Joar Songcuya 
LIFE

Sailing Into the Unknown: How Joar Songcuya charted his course from seaman to world-class visual artist

He didn’t find art in a studio or classroom — it found him in the belly of a ship.

Jefferson Fernando

“I jumped into the sea not knowing if it was deep or shallow—but I had to swim.”

This is how Joar Songcuya, former seafarer turned acclaimed visual artist, describes the life-altering leap he took from the engine rooms of international cargo ships to the studios and exhibition halls of the global art world.

From Iloilo to La Union, from oil-streaked overalls to canvases drenched in color, Joar’s story is one of quiet persistence, artistic convictionP and a deeply personal relationship with the sea. In this rare and intimate interview, Joar opens up about how art called to him in the middle of the ocean, how he answered that call in the face of uncertainty, and how the very waves that once carried him around the globe now flow through his paintings.

The calling from the cabin

Joar Songcuya didn’t find art in a studio or classroom — it found him in the belly of a ship.

“It was on the ship where I realized that I wanted to pursue arts,” he recalls. “After working in the engine room, I would always draw or paint inside the cabin. I grew up loving the arts — my notebooks from elementary to college were filled with drawings — but I never thought it could become a profession.”

What began as a private practice — sketching alone at sea — became a persistent whisper. For years, he kept his brushes close even as he toiled far from shore, packing art materials in his luggage and downloading YouTube art talks to watch during rare moments of quiet.

“This was my routine for a whole decade — drawing, painting, bringing home my baggage. But I couldn’t immediately let go of seafaring. I was the family breadwinner.” He was caught between duty and desire, until a global pause gave him space to listen.

Anchored in the pandemic

When Covid-19 shut the world down, Joar found clarity. Ships docked. Time opened up. It was then he gave art a real chance.

“I said, let me try this. No expectations. I could always go back to the ship anytime.”

But what started as an experiment quickly took root. “I just kept painting. I got invited to exhibitions. I poured all my time into it — even my savings. I told myself I couldn’t waste a single moment.”

And from there, a new voyage began.

Storms, struggles and stillness

Though many artists grapple with uncertainty at the start, Joar’s struggles began even before he picked up a brush professionally.

“While I was on the ship, I was already thinking that I wanted to become an artist. But it was a huge emotional struggle. I had no art degree, we had no wealth, and I was the breadwinner. It felt like everything in reality was going against art.”

But Joar refused to drown in doubt. Instead, he used fear as fuel.

“These fears — that no one would buy your work, that no one would pay attention — those became my inspiration. It was like jumping into a sea not knowing how deep it was, but knowing I had to swim.”

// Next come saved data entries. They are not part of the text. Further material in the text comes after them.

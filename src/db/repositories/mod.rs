mod sessions;
mod temperature_logs;
mod temperatures;
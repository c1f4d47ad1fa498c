mod connection;
mod helpers;
mod migrations;
pub mod models;
mod repositories;

pub use connection::Database;
pub use models::{CookSession, ManualTemperature, TemperatureLogEntry, FLAMEBOSS_NOTE};
use anyhow::{Context, Result};
use chrono::{DateTime, NaiveDateTime, Timelike, Utc};

// Layout the web app's ORM uses for timestamp columns.
const SQL_DATETIME_WITH_OFFSET: &str = "%Y-%m-%d %H:%M:%S%.f%:z";
const SQL_DATETIME: &str = "%Y-%m-%d %H:%M:%S%.f";

const WRITE_DATETIME: &str = "%Y-%m-%d %H:%M:%S%:z";
const WRITE_DATETIME_MICROS: &str = "%Y-%m-%d %H:%M:%S%.6f%:z";

/// `YYYY-MM-DD HH:MM:SS[.ffffff]+00:00`, the form the web app reads back.
/// Fractional seconds are written only when present, truncated to micros.
pub fn format_datetime(value: &DateTime<Utc>) -> String {
    let layout = if value.nanosecond() / 1_000 == 0 {
        WRITE_DATETIME
    } else {
        WRITE_DATETIME_MICROS
    };
    value.format(layout).to_string()
}

/// Accepts RFC 3339 and the `YYYY-MM-DD HH:MM:SS[.f][+HH:MM]` form. Values
/// without an offset are taken as UTC.
pub fn parse_datetime(value: &str, field: &str) -> Result<DateTime<Utc>> {
    if let Ok(dt) = DateTime::parse_from_rfc3339(value) {
        return Ok(dt.with_timezone(&Utc));
    }
    if let Ok(dt) = DateTime::parse_from_str(value, SQL_DATETIME_WITH_OFFSET) {
        return Ok(dt.with_timezone(&Utc));
    }
    NaiveDateTime::parse_from_str(value, SQL_DATETIME)
        .map(|naive| naive.and_utc())
        .with_context(|| format!("failed to parse {field} '{value}'"))
}

pub fn parse_optional_datetime(
    value: Option<String>,
    field: &str,
) -> Result<Option<DateTime<Utc>>> {
    match value {
        Some(raw) => parse_datetime(&raw, field).map(Some),
        None => Ok(None),
    }
}
use std::{env, path::PathBuf, time::Duration};

use anyhow::{anyhow, Context, Result};
use serde::Serialize;

const DEFAULT_MQTT_PORT: u16 = 1883;
const DEFAULT_CLIENT_ID: &str = "smokenotes-mqtt";
const DEFAULT_DATABASE_PATH: &str = "/app/data/bbq_sessions.db";
const KEEP_ALIVE_SECS: u64 = 60;

/// Listener configuration, read once at startup.
#[derive(Debug, Clone, Serialize)]
pub struct ListenerSettings {
    pub broker_host: String,
    pub broker_port: u16,
    pub username: String,
    #[serde(skip)]
    pub password: String,
    pub topic: String,
    pub client_id: String,
    pub database_path: PathBuf,
    pub keep_alive: Duration,
}

impl ListenerSettings {
    /// Reads the process environment, after loading `.env` if one exists.
    pub fn from_env() -> Result<Self> {
        if let Ok(path) = dotenvy::dotenv() {
            log::info!("Loaded environment overrides from {}", path.display());
        }
        Self::from_lookup(|key| env::var(key).ok())
    }

    pub fn from_lookup<F>(lookup: F) -> Result<Self>
    where
        F: Fn(&str) -> Option<String>,
    {
        let required = |key: &str| -> Result<String> {
            lookup(key)
                .filter(|value| !value.trim().is_empty())
                .ok_or_else(|| anyhow!("required environment variable {key} is not set"))
        };

        let broker_port = match lookup("MQTT_PORT") {
            Some(raw) => raw
                .trim()
                .parse::<u16>()
                .with_context(|| format!("MQTT_PORT '{raw}' is not a valid port"))?,
            None => DEFAULT_MQTT_PORT,
        };

        Ok(Self {
            broker_host: required("MQTT_BROKER")?,
            broker_port,
            username: required("MQTT_USERNAME")?,
            password: required("MQTT_PASSWORD")?,
            topic: required("MQTT_TOPIC")?,
            client_id: lookup("MQTT_CLIENT_ID").unwrap_or_else(|| DEFAULT_CLIENT_ID.into()),
            database_path: lookup("DATABASE_PATH")
                .map(PathBuf::from)
                .unwrap_or_else(|| PathBuf::from(DEFAULT_DATABASE_PATH)),
            keep_alive: Duration::from_secs(KEEP_ALIVE_SECS),
        })
    }
}
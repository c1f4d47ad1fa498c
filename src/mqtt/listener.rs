use std::time::Duration;

use anyhow::Result;
use rumqttc::{AsyncClient, Event, MqttOptions, Packet, QoS};
use tokio_util::sync::CancellationToken;

use crate::{settings::ListenerSettings, telemetry::TelemetryHandler};

// Set to true to enable verbose logging in this module
const ENABLE_LOGS: bool = true;

use crate::{log_error, log_info, log_warn};

const REQUEST_CHANNEL_CAPACITY: usize = 10;
const RECONNECT_DELAY: Duration = Duration::from_secs(5);

pub fn mqtt_options(settings: &ListenerSettings) -> MqttOptions {
    let mut options = MqttOptions::new(
        settings.client_id.clone(),
        settings.broker_host.clone(),
        settings.broker_port,
    );
    options.set_keep_alive(settings.keep_alive);
    options.set_credentials(settings.username.clone(), settings.password.clone());
    options
}

/// Subscribes to the controller topic and feeds each publish to the
/// telemetry handler, one message at a time.
///
/// The subscription is re-issued on every ConnAck, so a reconnect needs no
/// other setup. Connection errors are retried until `shutdown` fires.
pub struct MqttListener {
    settings: ListenerSettings,
    handler: TelemetryHandler,
}

impl MqttListener {
    pub fn new(settings: ListenerSettings, handler: TelemetryHandler) -> Self {
        Self { settings, handler }
    }

    pub async fn run(self, shutdown: CancellationToken) -> Result<()> {
        let (client, mut eventloop) =
            AsyncClient::new(mqtt_options(&self.settings), REQUEST_CHANNEL_CAPACITY);
        let topic = self.settings.topic.clone();

        log_info!(
            "Connecting to MQTT broker {}:{} as {}",
            self.settings.broker_host,
            self.settings.broker_port,
            self.settings.client_id
        );

        loop {
            tokio::select! {
                event = eventloop.poll() => match event {
                    Ok(Event::Incoming(Packet::Publish(publish))) => {
                        self.handler.handle(&publish.payload).await;
                    }
                    Ok(Event::Incoming(Packet::ConnAck(ack))) => {
                        log_info!("Connected to MQTT broker ({:?})", ack.code);
                        if let Err(err) = client.subscribe(topic.as_str(), QoS::AtLeastOnce).await {
                            log_error!("Failed to subscribe to {topic}: {err}");
                        } else {
                            log_info!("Subscribed to {topic}");
                        }
                    }
                    Ok(Event::Incoming(Packet::Disconnect)) => {
                        log_warn!("MQTT broker closed the connection");
                    }
                    Ok(_) => {}
                    Err(err) => {
                        log_error!("MQTT connection error: {err}; retrying in {}s", RECONNECT_DELAY.as_secs());
                        tokio::select! {
                            _ = tokio::time::sleep(RECONNECT_DELAY) => {}
                            _ = shutdown.cancelled() => break,
                        }
                    }
                },
                _ = shutdown.cancelled() => break,
            }
        }

        log_info!("MQTT listener shutting down");
        if let Err(err) = client.try_disconnect() {
            log_warn!("Failed to send MQTT disconnect: {err}");
        }
        Ok(())
    }
}

#[cfg(test)]
mod tests {
    use super::*;

    fn settings() -> ListenerSettings {
        ListenerSettings::from_lookup(|key| {
            match key {
                "MQTT_BROKER" => Some("broker.local"),
                "MQTT_PORT" => Some("1884"),
                "MQTT_USERNAME" => Some("smoker"),
                "MQTT_PASSWORD" => Some("secret"),
                "MQTT_TOPIC" => Some("flameboss/42/send/data"),
                _ => None,
            }
            .map(String::from)
        })
        .expect("settings")
    }

    #[test]
    fn options_follow_settings() {
        let options = mqtt_options(&settings());
        assert_eq!(options.broker_address(), ("broker.local".to_string(), 1884));
        assert_eq!(options.client_id(), "smokenotes-mqtt");
        assert_eq!(options.keep_alive(), Duration::from_secs(60));
    }
}
use anyhow::{Context, Result};
use rusqlite::params;

use crate::db::{
    connection::Database,
    helpers::{format_datetime, parse_datetime},
    models::TemperatureLogEntry,
};

impl Database {
    pub async fn insert_temperature_log(&self, entry: &TemperatureLogEntry) -> Result<i64> {
        let record = entry.clone();
        self.execute(move |conn| {
            conn.execute(
                "INSERT INTO temperature_log (
                    cook_id,
                    session_id,
                    timestamp,
                    set_temp,
                    pit_temp,
                    meat_temp1,
                    blower
                ) VALUES (?1, ?2, ?3, ?4, ?5, ?6, ?7)",
                params![
                    record.cook_id,
                    record.session_id,
                    format_datetime(&record.timestamp),
                    record.set_temp,
                    record.pit_temp,
                    record.meat_temp1,
                    record.blower,
                ],
            )
            .with_context(|| format!("failed to insert temperature log for cook {}", record.cook_id))?;
            Ok(conn.last_insert_rowid())
        })
        .await
    }

    pub async fn get_temperature_logs_for_session(
        &self,
        session_id: i64,
    ) -> Result<Vec<TemperatureLogEntry>> {
        self.execute(move |conn| {
            let mut stmt = conn.prepare(
                "SELECT
                    id,
                    cook_id,
                    session_id,
                    timestamp,
                    set_temp,
                    pit_temp,
                    meat_temp1,
                    blower
                FROM temperature_log
                WHERE session_id = ?1
                ORDER BY timestamp ASC, id ASC",
            )?;

            let mut rows = stmt.query(params![session_id])?;
            let mut entries = Vec::new();
            while let Some(row) = rows.next()? {
                let timestamp: String = row.get(3)?;
                entries.push(TemperatureLogEntry {
                    id: row.get(0)?,
                    cook_id: row.get(1)?,
                    session_id: row.get(2)?,
                    timestamp: parse_datetime(&timestamp, "timestamp")?,
                    set_temp: row.get(4)?,
                    pit_temp: row.get(5)?,
                    meat_temp1: row.get(6)?,
                    blower: row.get(7)?,
                });
            }

            Ok(entries)
        })
        .await
    }
}
//! Manual temperature rows.
//!
//! The web app stores hand-entered readings here. The listener adds periodic
//! snapshots of the latest controller values, tagged with [`FLAMEBOSS_NOTE`].

use chrono::{DateTime, Utc};
use serde::{Deserialize, Serialize};

pub const FLAMEBOSS_NOTE: &str = "From Flameboss";

#[derive(Debug, Clone, Serialize, Deserialize, PartialEq)]
#[serde(rename_all = "camelCase")]
pub struct ManualTemperature {
    pub id: Option<i64>,
    pub session_id: i64,
    pub timestamp: DateTime<Utc>,
    pub meat_temp: Option<f64>,
    pub smoker_temp: Option<f64>,
    pub note: Option<String>,
}

impl ManualTemperature {
    pub fn flameboss_snapshot(
        session_id: i64,
        timestamp: DateTime<Utc>,
        meat_temp: Option<f64>,
        smoker_temp: Option<f64>,
    ) -> Self {
        Self {
            id: None,
            session_id,
            timestamp,
            meat_temp,
            smoker_temp,
            note: Some(FLAMEBOSS_NOTE.to_string()),
        }
    }
}
//! Status derivation and the sync/recover flows.
//!
//! A CID's reported status joins three sources: the cluster's desired
//! pin set, the daemon's own listing, and the operation map. Live or
//! terminal operation records take precedence; for everything else the
//! status is synthesized from desired-versus-actual:
//!
//! - desired and allocated here, daemon has it: pinned
//! - desired and allocated here, daemon lacks it: pin error (drift)
//! - desired but allocated to other peers: remote
//! - not desired, daemon has it: unpin error (drift)
//! - not desired, daemon lacks it: omitted
//!
//! Sync reads the bulk sources once per pass; races with concurrent
//! track/untrack calls are tolerated and resolved on the next cycle.

use std::collections::HashMap;
use std::sync::Arc;

use anyhow::Result;
use chrono::Utc;
use futures::future::join_all;
use tokio_util::sync::CancellationToken;
use tracing::debug;

use capstan_core::{
    Cid, ClusterRpc, IpfsPinStatus, Pin, PinInfo, TrackerStatus, is_pin_not_found,
};

use crate::optracker::{OperationKind, Phase};
use crate::tracker::Tracker;

impl Tracker {
    /// Reconciled status of a single CID. Never mutates; an existing
    /// operation record answers without consulting the RPC sources.
    pub async fn status(&self, cid: &Cid) -> Result<PinInfo> {
        if let Some(info) = self.optracker().pin_info(cid) {
            return Ok(info);
        }
        let client = self.client()?.clone();
        let ctx = self.query_token();
        let desired = self.desired_pin(&client, &ctx, cid).await?;
        let present = client.ipfs_pin_ls_cid(ctx, cid).await?.is_pinned();
        Ok(self.synthesize(cid, desired.as_ref(), present))
    }

    /// Reconciled status of every known CID: the union of the cluster
    /// pin set, the daemon listing and the operation map. Never mutates.
    pub async fn status_all(&self) -> Result<Vec<PinInfo>> {
        let client = self.client()?.clone();
        let ctx = self.query_token();
        let desired = client.cluster_pins(ctx.clone()).await?;
        let listing = client.ipfs_pin_ls(ctx, "recursive").await?;
        Ok(self.join_snapshot(&desired, &listing))
    }

    /// Recomputes status for every known CID and enqueues corrective
    /// operations where it finds errors or drift: a pin when content is
    /// desired here and missing, an unpin when it is retained without
    /// being desired. Stale error records whose daemon state already
    /// matches desire are dropped instead.
    ///
    /// Returns the infos of exactly those CIDs that reported an error
    /// status when the sync began, carrying their post-sync status.
    pub async fn sync_all(&self) -> Result<Vec<PinInfo>> {
        let client = self.client()?.clone();
        let ctx = self.query_token();
        let desired = client.cluster_pins(ctx.clone()).await?;
        let listing = client.ipfs_pin_ls(ctx.clone(), "recursive").await?;
        let snapshot = self.join_snapshot(&desired, &listing);

        // Content the daemon still holds for pins that moved to other
        // peers is drift as well; release it without reporting, since
        // those rows were nominal at call time.
        for info in &snapshot {
            if info.status == TrackerStatus::Remote
                && listing.get(&info.cid).is_some_and(|s| s.is_pinned())
            {
                debug!(
                    "{} moved to other peers, releasing local copy",
                    info.cid.fmt_short()
                );
                let _ = self.enqueue(Pin::cid_only(info.cid.clone()), OperationKind::Unpin);
            }
        }

        let attention = snapshot.into_iter().filter(|i| i.status.is_error());
        let corrected = join_all(attention.map(|info| {
            let client = client.clone();
            let ctx = ctx.clone();
            async move { self.correct(&client, &ctx, info).await }
        }))
        .await;
        corrected.into_iter().collect()
    }

    /// Re-evaluates a single CID and, when its status is an error,
    /// enqueues the corrective operation. Returns the resulting info.
    pub async fn recover(&self, cid: &Cid) -> Result<PinInfo> {
        let info = self.status(cid).await?;
        if !info.status.is_error() {
            return Ok(info);
        }
        let client = self.client()?.clone();
        let ctx = self.query_token();
        self.correct(&client, &ctx, info).await
    }

    /// [`recover`](Tracker::recover) for every CID currently reporting
    /// an error status.
    pub async fn recover_all(&self) -> Result<Vec<PinInfo>> {
        let client = self.client()?.clone();
        let ctx = self.query_token();
        let errored = self
            .status_all()
            .await?
            .into_iter()
            .filter(|i| i.status.is_error());
        let corrected = join_all(errored.map(|info| {
            let client = client.clone();
            let ctx = ctx.clone();
            async move { self.correct(&client, &ctx, info).await }
        }))
        .await;
        corrected.into_iter().collect()
    }

    // --- Join internals ---

    fn join_snapshot(
        &self,
        desired: &[Pin],
        listing: &HashMap<Cid, IpfsPinStatus>,
    ) -> Vec<PinInfo> {
        // Operation records answer first, including terminal ones.
        let mut rows: HashMap<Cid, PinInfo> = self
            .optracker()
            .pin_infos()
            .into_iter()
            .map(|info| (info.cid.clone(), info))
            .collect();
        for pin in desired {
            if rows.contains_key(&pin.cid) {
                continue;
            }
            let present = listing.get(&pin.cid).is_some_and(|s| s.is_pinned());
            rows.insert(pin.cid.clone(), self.synthesize(&pin.cid, Some(pin), present));
        }
        for (cid, status) in listing {
            if !status.is_pinned() || rows.contains_key(cid) {
                continue;
            }
            rows.insert(cid.clone(), self.synthesize(cid, None, true));
        }
        let mut rows: Vec<PinInfo> = rows.into_values().collect();
        rows.sort_by(|a, b| a.cid.cmp(&b.cid));
        rows
    }

    fn synthesize(&self, cid: &Cid, desired: Option<&Pin>, present: bool) -> PinInfo {
        let name = desired.map(|p| p.options.name.as_str()).unwrap_or("");
        let (status, error) = match desired {
            Some(pin) if pin.is_remote_for(self.peer_id()) => (TrackerStatus::Remote, None),
            Some(_) if present => (TrackerStatus::Pinned, None),
            Some(_) => (
                TrackerStatus::PinError,
                Some("expected to be pinned by the daemon but it is not".to_string()),
            ),
            None if present => (
                TrackerStatus::UnpinError,
                Some("retained by the daemon but absent from the cluster pin set".to_string()),
            ),
            None => (TrackerStatus::Unpinned, None),
        };
        self.make_info(cid, name, status, error)
    }

    /// Corrects one errored row. Both sources are re-checked for the
    /// specific CID, since the bulk snapshot may lag the daemon and
    /// error records can outlive the failure that produced them.
    async fn correct(
        &self,
        client: &Arc<dyn ClusterRpc>,
        ctx: &CancellationToken,
        info: PinInfo,
    ) -> Result<PinInfo> {
        let cid = info.cid;
        let desired = self.desired_pin(client, ctx, &cid).await?;
        let present = client.ipfs_pin_ls_cid(ctx.clone(), &cid).await?.is_pinned();
        match desired {
            Some(pin) if !pin.is_remote_for(self.peer_id()) => {
                if present {
                    // Stale failure; the daemon already agrees with the
                    // cluster.
                    self.clean_failed_record(&cid);
                    let name = pin.options.name.clone();
                    Ok(self.make_info(&cid, &name, TrackerStatus::Pinned, None))
                } else {
                    Ok(self.enqueue_corrective(pin, OperationKind::Pin))
                }
            }
            Some(pin) => {
                if present {
                    Ok(self.enqueue_corrective(Pin::cid_only(cid), OperationKind::Unpin))
                } else {
                    self.optracker()
                        .track_new_operation(pin, OperationKind::Remote, Phase::Done);
                    Ok(self.make_info(&cid, "", TrackerStatus::Remote, None))
                }
            }
            None => {
                if present {
                    Ok(self.enqueue_corrective(Pin::cid_only(cid), OperationKind::Unpin))
                } else {
                    self.clean_failed_record(&cid);
                    Ok(self.make_info(&cid, "", TrackerStatus::Unpinned, None))
                }
            }
        }
    }

    fn clean_failed_record(&self, cid: &Cid) {
        if let Some(op) = self.optracker().get(cid)
            && op.phase() == Phase::Error
        {
            self.optracker().clean(&op);
        }
    }

    fn enqueue_corrective(&self, pin: Pin, kind: OperationKind) -> PinInfo {
        let cid = pin.cid.clone();
        let name = pin.options.name.clone();
        // A failed enqueue leaves an error record behind; the snapshot
        // below reports whichever outcome we got.
        let _ = self.enqueue(pin, kind);
        self.optracker().pin_info(&cid).unwrap_or_else(|| {
            let status = if kind == OperationKind::Pin {
                TrackerStatus::PinQueued
            } else {
                TrackerStatus::UnpinQueued
            };
            self.make_info(&cid, &name, status, None)
        })
    }

    async fn desired_pin(
        &self,
        client: &Arc<dyn ClusterRpc>,
        ctx: &CancellationToken,
        cid: &Cid,
    ) -> Result<Option<Pin>> {
        match client.cluster_pin_get(ctx.clone(), cid).await {
            Ok(pin) => Ok(Some(pin)),
            Err(err) if is_pin_not_found(&err) => Ok(None),
            Err(err) => Err(err),
        }
    }

    fn make_info(
        &self,
        cid: &Cid,
        name: &str,
        status: TrackerStatus,
        error: Option<String>,
    ) -> PinInfo {
        PinInfo {
            cid: cid.clone(),
            peer: self.peer_id().clone(),
            peer_name: self.peer_name().to_string(),
            name: name.to_string(),
            status,
            timestamp: Utc::now(),
            error,
        }
    }
}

Joar treated art with the same discipline as his life at sea. Every day was filled with relentless studio work, not unlike the grinding hours in engine rooms. “As hard as the work was on the ship, I worked even harder in art. Here, you don’t know where the income will come from, but because you keep going, it’s your work that opens the doors.”

Recognition and reverberations

Little by little, Joar’s work found its place in the world. His themes — water, statelessness, oceanic labor, migration — resonated widely, especially among Filipinos, whose histories are deeply intertwined with the sea.

One breakthrough moment came in Europe:

“I was invited to the Haus der Kulturen der Welt in Germany — it was my first time back in Europe, not as a seafarer, but as an artist.” Standing beside global artists in an institutional exhibit felt surreal, validating and humbling.

But with recognition comes new kinds of fear.

“There’s joy, but there’s also fear. You don’t know what’s next. Will anyone invite you again? Will you still earn?”

Yet, Joar knows these feelings well by now — and embraces them.

“This is the life of an artist. You live with those feelings. But they’re also your fuel.”

Roots and realizations

Joar’s work is deeply autobiographical. His upbringing in Iloilo — amid fishermen, farmers, and laborers — permeates his canvases.

“I grew up by the river. We’re a clan of farmers and fishermen. I’m the child of an OFW. I became a seafarer. All those experiences — my identity as a Filipino — they all influenced my art.”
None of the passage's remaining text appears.